Enfant, Vincent LaMarca a vécu dans la honte de son père, mort sur la chaise électrique de la prison de Sing-Sing pour avoir tué un enfant au cours d'un enlèvement raté. Désormais, c'est un policier qui mène une existence paisible, jusqu'au jour où il apprend le meurtre de son partenaire. Le suspect numéro un est en fuite : il s'agit de James, son propre fils qu'il a abandonné après un divorce difficile. Convaincu de sa culpabilité, Vincent connaît le sort qui est réservé aux assassins d'un membre de la police... Il décide de capturer James et de le remettre à la justice avant que ses confrères ne mettent la main dessus.
(Source Allociné)

La critique

Par Tootpadu 12/10/2004

Au cours de l'année passée, vous avez pu découvrir dans les salles de cinéma françaises Père et fils, Père, fils, Père et fille et maintenant Père et flic, en attendant bientôt sur les écrans : Père et mère, Père et père et Père et pépère. Trêve de plaisanteries sur le manque d'imagination des distributeurs, qui sont au moins partiellement responsable de l'échec commercial de l'ensemble de ces films. Hors son titre passe-partout, ce drame familial sur fond de drogue et d'enquête policière n'est finalement pas si insignifiant que cela. Quelques moments larmoyants mis à part, il se démarque en effet par sa sobriété et son traitement convenable d'un sujet pas vraiment original.

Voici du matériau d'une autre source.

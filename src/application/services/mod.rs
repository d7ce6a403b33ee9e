//! Application services - Use case implementations
//!
//! Each service accepts its repository ports explicitly and returns domain
//! entities. Services report failures with `anyhow`, wrapping the typed
//! errors the HTTP layer maps onto status codes.

pub mod builder_service;
pub mod campaign_service;
pub mod character_service;
pub mod debounced_writer;
pub mod equipment_resolver;
pub mod errors;
pub mod resource_service;
pub mod sheet_service;

pub use builder_service::{BuilderService, StepInput};
pub use campaign_service::{CampaignDetails, CampaignService, CreateCampaignRequest};
pub use character_service::{CharacterService, CharacterServiceImpl, CreateCharacterRequest};
pub use debounced_writer::DebounceSettings;
pub use errors::ServiceError;
pub use resource_service::{ResourceError, ResourceService, ResourceSnapshot, RollResult};
pub use sheet_service::{CharacterSheet, SheetService};
//! Character Service - Application service for character management
//!
//! This service provides use case implementations for creating, updating and
//! deleting player characters and for managing their equipment and inventory.
//! Every mutation checks that the caller owns the character.

use std::sync::Arc;

use anyhow::{Context, Result};
use async_trait::async_trait;
use tracing::{debug, info, instrument};

use super::errors::ServiceError;
use crate::application::ports::outbound::{
    CampaignRepositoryPort, CharacterDataPort, CharacterRepositoryPort,
};
use crate::domain::entities::{
    Character, CharacterError, CharacterPatch, InventoryEntry, MAX_BACKGROUND_LENGTH,
};
use crate::domain::value_objects::{CharacterId, ItemId};

/// Request to create a new character outside the builder
#[derive(Debug, Clone)]
pub struct CreateCharacterRequest {
    pub name: String,
    pub pronouns: Option<String>,
    pub background: Option<String>,
}

/// Character service trait defining the application use cases
#[async_trait]
pub trait CharacterService: Send + Sync {
    /// Create a new, incomplete character with default resources
    async fn create_character(&self, owner_id: &str, request: CreateCharacterRequest)
        -> Result<Character>;

    /// Get a character by ID
    async fn get_character(&self, id: CharacterId) -> Result<Character>;

    /// List all characters owned by a user
    async fn list_characters(&self, owner_id: &str) -> Result<Vec<Character>>;

    /// Apply a partial update
    async fn update_character(
        &self,
        owner_id: &str,
        id: CharacterId,
        patch: CharacterPatch,
    ) -> Result<Character>;

    /// Delete a character, detaching it from its campaign
    async fn delete_character(&self, owner_id: &str, id: CharacterId) -> Result<()>;

    /// Add a catalog item; the same item again aggregates quantity
    async fn add_item(
        &self,
        owner_id: &str,
        id: CharacterId,
        item_id: ItemId,
        quantity: u32,
    ) -> Result<Character>;

    /// Equip or unequip a held item
    async fn set_equipped(
        &self,
        owner_id: &str,
        id: CharacterId,
        item_id: ItemId,
        equipped: bool,
    ) -> Result<Character>;

    /// Drop a held item entirely
    async fn remove_item(&self, owner_id: &str, id: CharacterId, item_id: ItemId)
        -> Result<Character>;

    async fn add_inventory_entry(
        &self,
        owner_id: &str,
        id: CharacterId,
        entry: InventoryEntry,
    ) -> Result<Character>;

    async fn remove_inventory_entry(
        &self,
        owner_id: &str,
        id: CharacterId,
        index: usize,
    ) -> Result<Character>;

    /// Advance one level (at most 10)
    async fn level_up(&self, owner_id: &str, id: CharacterId) -> Result<Character>;
}

/// Default implementation of CharacterService backed by the repository ports
pub struct CharacterServiceImpl {
    characters: Arc<dyn CharacterRepositoryPort>,
    data: Arc<dyn CharacterDataPort>,
    campaigns: Arc<dyn CampaignRepositoryPort>,
}

impl CharacterServiceImpl {
    pub fn new(
        characters: Arc<dyn CharacterRepositoryPort>,
        data: Arc<dyn CharacterDataPort>,
        campaigns: Arc<dyn CampaignRepositoryPort>,
    ) -> Self {
        Self {
            characters,
            data,
            campaigns,
        }
    }

    fn validate_create_request(request: &CreateCharacterRequest) -> Result<(), CharacterError> {
        Character::validate_name(&request.name)?;
        if let Some(ref background) = request.background {
            if background.len() > MAX_BACKGROUND_LENGTH {
                return Err(CharacterError::BackgroundTooLong);
            }
        }
        Ok(())
    }

    /// Load a character the caller owns
    async fn owned(&self, owner_id: &str, id: CharacterId) -> Result<Character> {
        let character = self
            .characters
            .get(id)
            .await
            .context("Failed to load character")?
            .ok_or_else(|| ServiceError::character_not_found(id))?;

        if character.owner_id != owner_id {
            return Err(ServiceError::not_owner("Character").into());
        }
        Ok(character)
    }

    async fn save(&self, mut character: Character) -> Result<Character> {
        character.updated_at = chrono::Utc::now();
        self.characters
            .save(&character)
            .await
            .context("Failed to save character")?;
        Ok(character)
    }
}

#[async_trait]
impl CharacterService for CharacterServiceImpl {
    #[instrument(skip(self, request), fields(name = %request.name))]
    async fn create_character(
        &self,
        owner_id: &str,
        request: CreateCharacterRequest,
    ) -> Result<Character> {
        Self::validate_create_request(&request)?;

        let mut character = Character::new(owner_id, request.name.trim());
        character.pronouns = request.pronouns.filter(|p| !p.trim().is_empty());
        character.background = request.background.unwrap_or_default();

        self.characters
            .create(&character)
            .await
            .context("Failed to create character in repository")?;

        info!(character_id = %character.id, "Created character: {}", character.name);
        Ok(character)
    }

    #[instrument(skip(self))]
    async fn get_character(&self, id: CharacterId) -> Result<Character> {
        debug!(character_id = %id, "Fetching character");
        Ok(self
            .characters
            .get(id)
            .await
            .context("Failed to get character from repository")?
            .ok_or_else(|| ServiceError::character_not_found(id))?)
    }

    #[instrument(skip(self))]
    async fn list_characters(&self, owner_id: &str) -> Result<Vec<Character>> {
        self.characters
            .list_by_owner(owner_id)
            .await
            .context("Failed to list characters")
    }

    #[instrument(skip(self, patch), fields(character_id = %id))]
    async fn update_character(
        &self,
        owner_id: &str,
        id: CharacterId,
        patch: CharacterPatch,
    ) -> Result<Character> {
        patch.validate()?;
        let character = self.owned(owner_id, id).await?;
        if patch.is_empty() {
            return Ok(character);
        }

        let updated = self
            .data
            .update_character(id, patch)
            .await
            .context("Failed to update character")?;

        info!(character_id = %id, "Updated character: {}", updated.name);
        Ok(updated)
    }

    #[instrument(skip(self), fields(character_id = %id))]
    async fn delete_character(&self, owner_id: &str, id: CharacterId) -> Result<()> {
        let character = self.owned(owner_id, id).await?;

        if let Some(campaign_id) = character.campaign_id {
            let campaign = self
                .campaigns
                .get(campaign_id)
                .await
                .context("Failed to load campaign of deleted character")?;
            if let Some(mut campaign) = campaign {
                if campaign.remove_member(&id) {
                    self.campaigns
                        .update(&campaign)
                        .await
                        .context("Failed to detach character from campaign")?;
                }
            }
        }

        self.characters
            .delete(id)
            .await
            .context("Failed to delete character from repository")?;

        info!(character_id = %id, "Deleted character: {}", character.name);
        Ok(())
    }

    #[instrument(skip(self), fields(character_id = %id, item_id = %item_id))]
    async fn add_item(
        &self,
        owner_id: &str,
        id: CharacterId,
        item_id: ItemId,
        quantity: u32,
    ) -> Result<Character> {
        let mut character = self.owned(owner_id, id).await?;

        let found = self
            .data
            .fetch_items_by_ids(&[item_id])
            .await
            .context("Failed to look up catalog item")?;
        if found.is_empty() {
            return Err(ServiceError::not_found("Item", item_id).into());
        }

        character.add_item(item_id, quantity)?;
        debug!(quantity, "Added item to equipment");
        self.save(character).await
    }

    #[instrument(skip(self), fields(character_id = %id, item_id = %item_id))]
    async fn set_equipped(
        &self,
        owner_id: &str,
        id: CharacterId,
        item_id: ItemId,
        equipped: bool,
    ) -> Result<Character> {
        let mut character = self.owned(owner_id, id).await?;
        character.set_equipped(item_id, equipped)?;
        self.save(character).await
    }

    #[instrument(skip(self), fields(character_id = %id, item_id = %item_id))]
    async fn remove_item(
        &self,
        owner_id: &str,
        id: CharacterId,
        item_id: ItemId,
    ) -> Result<Character> {
        let mut character = self.owned(owner_id, id).await?;
        if !character.remove_item(&item_id) {
            return Err(CharacterError::ItemNotHeld(item_id).into());
        }
        self.save(character).await
    }

    #[instrument(skip(self, entry), fields(character_id = %id))]
    async fn add_inventory_entry(
        &self,
        owner_id: &str,
        id: CharacterId,
        entry: InventoryEntry,
    ) -> Result<Character> {
        let mut character = self.owned(owner_id, id).await?;
        character.add_inventory_entry(entry)?;
        self.save(character).await
    }

    #[instrument(skip(self), fields(character_id = %id))]
    async fn remove_inventory_entry(
        &self,
        owner_id: &str,
        id: CharacterId,
        index: usize,
    ) -> Result<Character> {
        let mut character = self.owned(owner_id, id).await?;
        let removed = character.remove_inventory_entry(index)?;
        debug!(name = %removed.name, "Removed inventory entry");
        self.save(character).await
    }

    #[instrument(skip(self), fields(character_id = %id))]
    async fn level_up(&self, owner_id: &str, id: CharacterId) -> Result<Character> {
        let mut character = self.owned(owner_id, id).await?;
        let level = character.level_up()?;
        info!(character_id = %id, level, "Character levelled up");
        self.save(character).await
    }
}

Dans la carrière de Robert De Niro, ce film de genre solide ne se démarquera certainement pas, mais il y figure comme un exemple hélas trop rare chez l'acteur depuis trop longtemps d'un jeu honnête et sans maniérismes (à l'exception de la tentative de rapprochement finale). De ce point de vue, la relation entre son personnage et celui de Frances McDormand - toujours aussi convaincante - traduit très bien cette approche sobre et sans prétention.

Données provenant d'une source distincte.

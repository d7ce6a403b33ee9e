//! Daggerheart Engine - Backend API for character and campaign management
//!
//! The Engine is the backend server that:
//! - Stores characters, the rules catalog and campaigns in SQLite
//! - Serves character sheets with derived stats
//! - Tracks hope, stress and hit points with debounced autosave
//! - Walks players through character creation

mod application;
mod domain;
mod infrastructure;

use std::net::SocketAddr;
use std::sync::Arc;

use anyhow::Context;
use axum::{routing::get, Router};
use tower_http::{
    cors::{Any, CorsLayer},
    trace::TraceLayer,
};
use tracing_subscriber::{layer::SubscriberExt, util::SubscriberInitExt};

use crate::infrastructure::config::AppConfig;
use crate::infrastructure::http;
use crate::infrastructure::persistence::{seed_catalog, CatalogSeed};
use crate::infrastructure::state::AppState;

#[tokio::main]
async fn main() -> anyhow::Result<()> {
    // Load environment variables from .env file
    dotenvy::dotenv().ok();

    // Initialize logging
    tracing_subscriber::registry()
        .with(
            tracing_subscriber::EnvFilter::try_from_default_env()
                .unwrap_or_else(|_| "daggerheart_engine=debug,tower_http=debug".into()),
        )
        .with(tracing_subscriber::fmt::layer())
        .init();

    tracing::info!("Starting Daggerheart Engine");

    // Load configuration
    let config = AppConfig::load()?;
    tracing::info!("Configuration loaded");
    tracing::info!("  Database: {}", config.database_url);
    tracing::info!(
        "  Autosave: {}ms debounce, {} retries",
        config.autosave_debounce_ms,
        config.autosave_max_retries
    );

    // Initialize application state
    let state = AppState::new(config).await?;
    let state = Arc::new(state);
    tracing::info!("Application state initialized");

    // Seed the rules catalog
    let seed = CatalogSeed::load(state.config.catalog_seed_path.as_deref())?;
    seed_catalog(&state.repository.catalog(), &seed).await?;

    // Idle sweep (closes stale resource trackers and expires abandoned drafts)
    let idle_sweeper = {
        let resource_service = state.resource_service.clone();
        let builder_service = state.builder_service.clone();
        let idle_timeout = state.config.idle_timeout();
        let mut interval = tokio::time::interval(state.config.idle_sweep_interval());
        tokio::spawn(async move {
            tracing::info!("Starting idle session sweeper");
            loop {
                interval.tick().await;
                resource_service.evict_idle(idle_timeout).await;
                builder_service.expire_idle(idle_timeout).await;
            }
        })
    };

    // Build the router
    let app = Router::new()
        .route("/health", get(health_check))
        // Merge REST API routes
        .merge(http::create_routes())
        .layer(
            CorsLayer::new()
                .allow_origin(Any)
                .allow_methods(Any)
                .allow_headers(Any),
        )
        .layer(TraceLayer::new_for_http())
        .with_state(state.clone());

    // Start the server
    let addr = SocketAddr::from(([0, 0, 0, 0], state.config.server_port));
    tracing::info!("Listening on {}", addr);

    let listener = tokio::net::TcpListener::bind(addr)
        .await
        .with_context(|| format!("Failed to bind {}", addr))?;

    // Run server until Ctrl+C, then write out any pending resource changes
    axum::serve(listener, app)
        .with_graceful_shutdown(shutdown_signal())
        .await?;

    idle_sweeper.abort();
    tracing::info!("Flushing open character sessions...");
    state.resource_service.flush_all().await;
    tracing::info!("Shutdown complete");

    Ok(())
}

async fn shutdown_signal() {
    if let Err(e) = tokio::signal::ctrl_c().await {
        tracing::error!("Failed to listen for shutdown signal: {}", e);
        std::future::pending::<()>().await;
    }
    tracing::info!("Shutdown signal received");
}

async fn health_check() -> &'static str {
    "OK"
}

Sorti très tardivement en France (deux ans après la première et un an après la sortie internationale), cette histoire moyennement divertissante aurait mérité un sort commercial un peu plus reluisant et, avant tout, un titre plus vendeur. Signalons enfin la nostalgie qui monte de tous ces décors vétustes de Long Beach, jadis un paradis de la détente, de nos jours l'enfer des junkies.